_TO DO_. All lines in the data below carrying the string "many" are to be located and copied.

_EXTRACTED ENTRIES_.

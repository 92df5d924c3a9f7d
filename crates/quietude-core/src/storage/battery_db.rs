//! SQLite-based storage for the battery engine.
//!
//! One database file holds the five persisted keys of the engine:
//! the committed level, the history series, the scheduled-event log,
//! the sleep audit log, and the overnight-recharge checkpoint.

use std::path::{Path, PathBuf};

use chrono::{DateTime, NaiveDate, Utc};
use rusqlite::{params, Connection, OptionalExtension};

use super::data_dir;
use crate::battery::{EnergyLevel, HistoryEntry, RecordTrigger, SleepQuality, SleepRecord};
use crate::error::StorageError;
use crate::schedule::ScheduledEvent;

/// Parse datetime from RFC3339 string with fallback to current time
fn parse_datetime_fallback(dt_str: &str) -> DateTime<Utc> {
    DateTime::parse_from_rfc3339(dt_str)
        .map(|dt| dt.with_timezone(&Utc))
        .unwrap_or_else(|_| Utc::now())
}

/// Build a ScheduledEvent from a database row
fn row_to_event(row: &rusqlite::Row) -> Result<ScheduledEvent, rusqlite::Error> {
    let starts_at_str: String = row.get(2)?;
    Ok(ScheduledEvent {
        id: row.get(0)?,
        name: row.get(1)?,
        starts_at: parse_datetime_fallback(&starts_at_str),
        energy_cost: row.get::<_, i64>(3)? as u8,
        consumed: row.get::<_, i64>(4)? != 0,
    })
}

/// Build a HistoryEntry from a database row
fn row_to_history(row: &rusqlite::Row) -> Result<HistoryEntry, rusqlite::Error> {
    let recorded_at_str: String = row.get(0)?;
    let trigger_str: String = row.get(2)?;
    Ok(HistoryEntry {
        recorded_at: parse_datetime_fallback(&recorded_at_str),
        level: EnergyLevel::clamped(row.get::<_, i64>(1)?),
        trigger: RecordTrigger::parse(&trigger_str),
    })
}

/// SQLite store at `~/.config/quietude/quietude.db`.
pub struct BatteryDb {
    conn: Connection,
}

impl BatteryDb {
    /// Open the battery store in the default data directory.
    ///
    /// Creates tables if they don't exist.
    ///
    /// # Errors
    /// Returns an error if the database cannot be opened or migrated.
    pub fn open() -> Result<Self, StorageError> {
        let path = data_dir()
            .map_err(|e| StorageError::DataDir(e.to_string()))?
            .join("quietude.db");
        Self::open_at(&path)
    }

    /// Open the battery store at an explicit path.
    pub fn open_at(path: &Path) -> Result<Self, StorageError> {
        let conn = Connection::open(path).map_err(|source| StorageError::OpenFailed {
            path: path.to_path_buf(),
            source,
        })?;
        let db = Self { conn };
        db.migrate()?;
        Ok(db)
    }

    /// Open an in-memory store (for tests and the corrupt-store
    /// fallback path).
    pub fn open_memory() -> Result<Self, StorageError> {
        let conn = Connection::open_in_memory().map_err(|source| StorageError::OpenFailed {
            path: PathBuf::from(":memory:"),
            source,
        })?;
        let db = Self { conn };
        db.migrate()?;
        Ok(db)
    }

    fn migrate(&self) -> Result<(), StorageError> {
        self.conn
            .execute_batch(
                "CREATE TABLE IF NOT EXISTS battery_state (
                    id         INTEGER PRIMARY KEY CHECK (id = 1),
                    level      INTEGER NOT NULL,
                    updated_at TEXT NOT NULL
                );

                CREATE TABLE IF NOT EXISTS battery_history (
                    id           INTEGER PRIMARY KEY AUTOINCREMENT,
                    recorded_at  TEXT NOT NULL,
                    level        INTEGER NOT NULL,
                    trigger_kind TEXT NOT NULL DEFAULT 'drift'
                );

                CREATE TABLE IF NOT EXISTS scheduled_events (
                    id          TEXT PRIMARY KEY,
                    name        TEXT NOT NULL,
                    starts_at   TEXT NOT NULL,
                    energy_cost INTEGER NOT NULL,
                    consumed    INTEGER NOT NULL DEFAULT 0
                );

                CREATE TABLE IF NOT EXISTS sleep_log (
                    id            INTEGER PRIMARY KEY AUTOINCREMENT,
                    recorded_at   TEXT NOT NULL,
                    quality       TEXT NOT NULL,
                    applied_delta INTEGER NOT NULL
                );

                CREATE TABLE IF NOT EXISTS recharge_checkpoint (
                    id                 INTEGER PRIMARY KEY CHECK (id = 1),
                    last_recharge_date TEXT NOT NULL
                );

                CREATE INDEX IF NOT EXISTS idx_events_due
                    ON scheduled_events(consumed, starts_at);",
            )
            .map_err(|e| StorageError::MigrationFailed(e.to_string()))
    }

    // === Level ===

    pub fn load_level(&self) -> Result<Option<u8>, StorageError> {
        let level: Option<i64> = self
            .conn
            .query_row("SELECT level FROM battery_state WHERE id = 1", [], |row| {
                row.get(0)
            })
            .optional()?;
        Ok(level.map(|l| l.clamp(0, 100) as u8))
    }

    pub fn save_level(&self, level: u8, at: DateTime<Utc>) -> Result<(), StorageError> {
        self.conn.execute(
            "INSERT INTO battery_state (id, level, updated_at) VALUES (1, ?1, ?2)
             ON CONFLICT(id) DO UPDATE SET level = ?1, updated_at = ?2",
            params![level as i64, at.to_rfc3339()],
        )?;
        Ok(())
    }

    // === History ===

    pub fn append_history(&self, entry: &HistoryEntry) -> Result<(), StorageError> {
        self.conn.execute(
            "INSERT INTO battery_history (recorded_at, level, trigger_kind) VALUES (?1, ?2, ?3)",
            params![
                entry.recorded_at.to_rfc3339(),
                entry.level.value() as i64,
                entry.trigger.as_str(),
            ],
        )?;
        Ok(())
    }

    pub fn last_history(&self) -> Result<Option<HistoryEntry>, StorageError> {
        let entry = self
            .conn
            .query_row(
                "SELECT recorded_at, level, trigger_kind FROM battery_history
                 ORDER BY id DESC LIMIT 1",
                [],
                row_to_history,
            )
            .optional()?;
        Ok(entry)
    }

    /// Time-ordered history, oldest first. `limit` takes the newest N.
    pub fn list_history(&self, limit: Option<usize>) -> Result<Vec<HistoryEntry>, StorageError> {
        let mut entries = match limit {
            Some(n) => {
                let mut stmt = self.conn.prepare(
                    "SELECT recorded_at, level, trigger_kind FROM battery_history
                     ORDER BY id DESC LIMIT ?1",
                )?;
                let rows = stmt.query_map(params![n as i64], row_to_history)?;
                rows.collect::<Result<Vec<_>, _>>()?
            }
            None => {
                let mut stmt = self.conn.prepare(
                    "SELECT recorded_at, level, trigger_kind FROM battery_history ORDER BY id DESC",
                )?;
                let rows = stmt.query_map([], row_to_history)?;
                rows.collect::<Result<Vec<_>, _>>()?
            }
        };
        entries.reverse();
        Ok(entries)
    }

    /// Drop the oldest entries beyond `max`. Returns how many were removed.
    pub fn prune_history(&self, max: usize) -> Result<usize, StorageError> {
        let removed = self.conn.execute(
            "DELETE FROM battery_history WHERE id NOT IN (
                 SELECT id FROM battery_history ORDER BY id DESC LIMIT ?1
             )",
            params![max as i64],
        )?;
        Ok(removed)
    }

    // === Scheduled events ===

    pub fn insert_event(&self, event: &ScheduledEvent) -> Result<(), StorageError> {
        self.conn.execute(
            "INSERT INTO scheduled_events (id, name, starts_at, energy_cost, consumed)
             VALUES (?1, ?2, ?3, ?4, ?5)",
            params![
                event.id,
                event.name,
                event.starts_at.to_rfc3339(),
                event.energy_cost as i64,
                event.consumed as i64,
            ],
        )?;
        Ok(())
    }

    pub fn list_events(&self) -> Result<Vec<ScheduledEvent>, StorageError> {
        let mut stmt = self.conn.prepare(
            "SELECT id, name, starts_at, energy_cost, consumed FROM scheduled_events
             ORDER BY starts_at ASC",
        )?;
        let rows = stmt.query_map([], row_to_event)?;
        Ok(rows.collect::<Result<Vec<_>, _>>()?)
    }

    pub fn unconsumed_events(&self) -> Result<Vec<ScheduledEvent>, StorageError> {
        let mut stmt = self.conn.prepare(
            "SELECT id, name, starts_at, energy_cost, consumed FROM scheduled_events
             WHERE consumed = 0 ORDER BY starts_at ASC",
        )?;
        let rows = stmt.query_map([], row_to_event)?;
        Ok(rows.collect::<Result<Vec<_>, _>>()?)
    }

    /// Atomically mark an event consumed.
    ///
    /// The one-shot flag is a compare-and-set: only the caller whose
    /// UPDATE actually flipped the flag gets the event's name and cost
    /// back, so two engine instances sharing a store cannot both apply
    /// the same depletion.
    pub fn consume_event(&self, id: &str) -> Result<Option<(String, u8)>, StorageError> {
        let changed = self.conn.execute(
            "UPDATE scheduled_events SET consumed = 1 WHERE id = ?1 AND consumed = 0",
            params![id],
        )?;
        if changed == 0 {
            return Ok(None);
        }
        let row = self
            .conn
            .query_row(
                "SELECT name, energy_cost FROM scheduled_events WHERE id = ?1",
                params![id],
                |row| Ok((row.get::<_, String>(0)?, row.get::<_, i64>(1)? as u8)),
            )
            .optional()?;
        Ok(row)
    }

    /// Whether any event, consumed or not, starts inside `[start, end)`.
    pub fn any_event_between(
        &self,
        start: DateTime<Utc>,
        end: DateTime<Utc>,
    ) -> Result<bool, StorageError> {
        let count: i64 = self.conn.query_row(
            "SELECT COUNT(*) FROM scheduled_events WHERE starts_at >= ?1 AND starts_at < ?2",
            params![start.to_rfc3339(), end.to_rfc3339()],
            |row| row.get(0),
        )?;
        Ok(count > 0)
    }

    /// Purge consumed events older than `cutoff`. Returns how many were
    /// removed.
    pub fn purge_consumed_before(&self, cutoff: DateTime<Utc>) -> Result<usize, StorageError> {
        let removed = self.conn.execute(
            "DELETE FROM scheduled_events WHERE consumed = 1 AND starts_at < ?1",
            params![cutoff.to_rfc3339()],
        )?;
        Ok(removed)
    }

    // === Sleep log ===

    pub fn append_sleep(&self, record: &SleepRecord) -> Result<(), StorageError> {
        self.conn.execute(
            "INSERT INTO sleep_log (recorded_at, quality, applied_delta) VALUES (?1, ?2, ?3)",
            params![
                record.recorded_at.to_rfc3339(),
                record.quality.as_str(),
                record.applied_delta as i64,
            ],
        )?;
        Ok(())
    }

    pub fn list_sleep(&self) -> Result<Vec<SleepRecord>, StorageError> {
        let mut stmt = self.conn.prepare(
            "SELECT recorded_at, quality, applied_delta FROM sleep_log ORDER BY id ASC",
        )?;
        let rows = stmt.query_map([], |row| {
            let recorded_at_str: String = row.get(0)?;
            let quality_str: String = row.get(1)?;
            Ok(SleepRecord {
                recorded_at: parse_datetime_fallback(&recorded_at_str),
                quality: SleepQuality::parse(&quality_str).unwrap_or(SleepQuality::Medium),
                applied_delta: row.get::<_, i64>(2)? as i8,
            })
        })?;
        Ok(rows.collect::<Result<Vec<_>, _>>()?)
    }

    // === Recharge checkpoint ===

    pub fn load_checkpoint(&self) -> Result<Option<NaiveDate>, StorageError> {
        let date: Option<String> = self
            .conn
            .query_row(
                "SELECT last_recharge_date FROM recharge_checkpoint WHERE id = 1",
                [],
                |row| row.get(0),
            )
            .optional()?;
        Ok(date.and_then(|d| NaiveDate::parse_from_str(&d, "%Y-%m-%d").ok()))
    }

    /// Advance the checkpoint to `day`. The checkpoint is monotonically
    /// non-decreasing: an earlier date than the stored one is ignored.
    pub fn advance_checkpoint(&self, day: NaiveDate) -> Result<(), StorageError> {
        self.conn.execute(
            "INSERT INTO recharge_checkpoint (id, last_recharge_date) VALUES (1, ?1)
             ON CONFLICT(id) DO UPDATE SET last_recharge_date = MAX(last_recharge_date, ?1)",
            params![day.format("%Y-%m-%d").to_string()],
        )?;
        Ok(())
    }
}

#[cfg(test)]
mod tests {
    use super::*;
    use chrono::TimeDelta;

    #[test]
    fn level_roundtrip() {
        let db = BatteryDb::open_memory().unwrap();
        assert_eq!(db.load_level().unwrap(), None);

        db.save_level(70, Utc::now()).unwrap();
        assert_eq!(db.load_level().unwrap(), Some(70));

        db.save_level(35, Utc::now()).unwrap();
        assert_eq!(db.load_level().unwrap(), Some(35));
    }

    #[test]
    fn consume_event_is_one_shot() {
        let db = BatteryDb::open_memory().unwrap();
        let event = ScheduledEvent::new("Dinner", Utc::now(), 20);
        db.insert_event(&event).unwrap();

        let first = db.consume_event(&event.id).unwrap();
        assert_eq!(first, Some(("Dinner".to_string(), 20)));

        let second = db.consume_event(&event.id).unwrap();
        assert_eq!(second, None);
    }

    #[test]
    fn window_query_includes_start_excludes_end() {
        let db = BatteryDb::open_memory().unwrap();
        let start = Utc::now();
        let end = start + TimeDelta::hours(8);

        db.insert_event(&ScheduledEvent::new("At start", start, 10))
            .unwrap();
        assert!(db.any_event_between(start, end).unwrap());

        let db = BatteryDb::open_memory().unwrap();
        db.insert_event(&ScheduledEvent::new("At end", end, 10))
            .unwrap();
        assert!(!db.any_event_between(start, end).unwrap());
    }

    #[test]
    fn checkpoint_never_moves_backward() {
        let db = BatteryDb::open_memory().unwrap();
        let today = NaiveDate::from_ymd_opt(2026, 8, 7).unwrap();
        let yesterday = today - TimeDelta::days(1);

        db.advance_checkpoint(today).unwrap();
        db.advance_checkpoint(yesterday).unwrap();

        assert_eq!(db.load_checkpoint().unwrap(), Some(today));
    }

    #[test]
    fn purge_keeps_unconsumed_events() {
        let db = BatteryDb::open_memory().unwrap();
        let old = Utc::now() - TimeDelta::days(60);

        let consumed = ScheduledEvent::new("Old party", old, 20);
        db.insert_event(&consumed).unwrap();
        db.consume_event(&consumed.id).unwrap();
        db.insert_event(&ScheduledEvent::new("Old but pending", old, 20))
            .unwrap();

        let removed = db
            .purge_consumed_before(Utc::now() - TimeDelta::days(30))
            .unwrap();
        assert_eq!(removed, 1);
        assert_eq!(db.list_events().unwrap().len(), 1);
    }

    #[test]
    fn sleep_log_roundtrip() {
        let db = BatteryDb::open_memory().unwrap();
        db.append_sleep(&SleepRecord {
            recorded_at: Utc::now(),
            quality: SleepQuality::Good,
            applied_delta: 50,
        })
        .unwrap();

        let log = db.list_sleep().unwrap();
        assert_eq!(log.len(), 1);
        assert_eq!(log[0].quality, SleepQuality::Good);
        assert_eq!(log[0].applied_delta, 50);
    }
}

_RESPONSE FOR THIS EXERCISE_.
    /// Drop the oldest entries beyond `max`. Returns how many were removed.
    /// Purge consumed events older than `cutoff`. Returns how many were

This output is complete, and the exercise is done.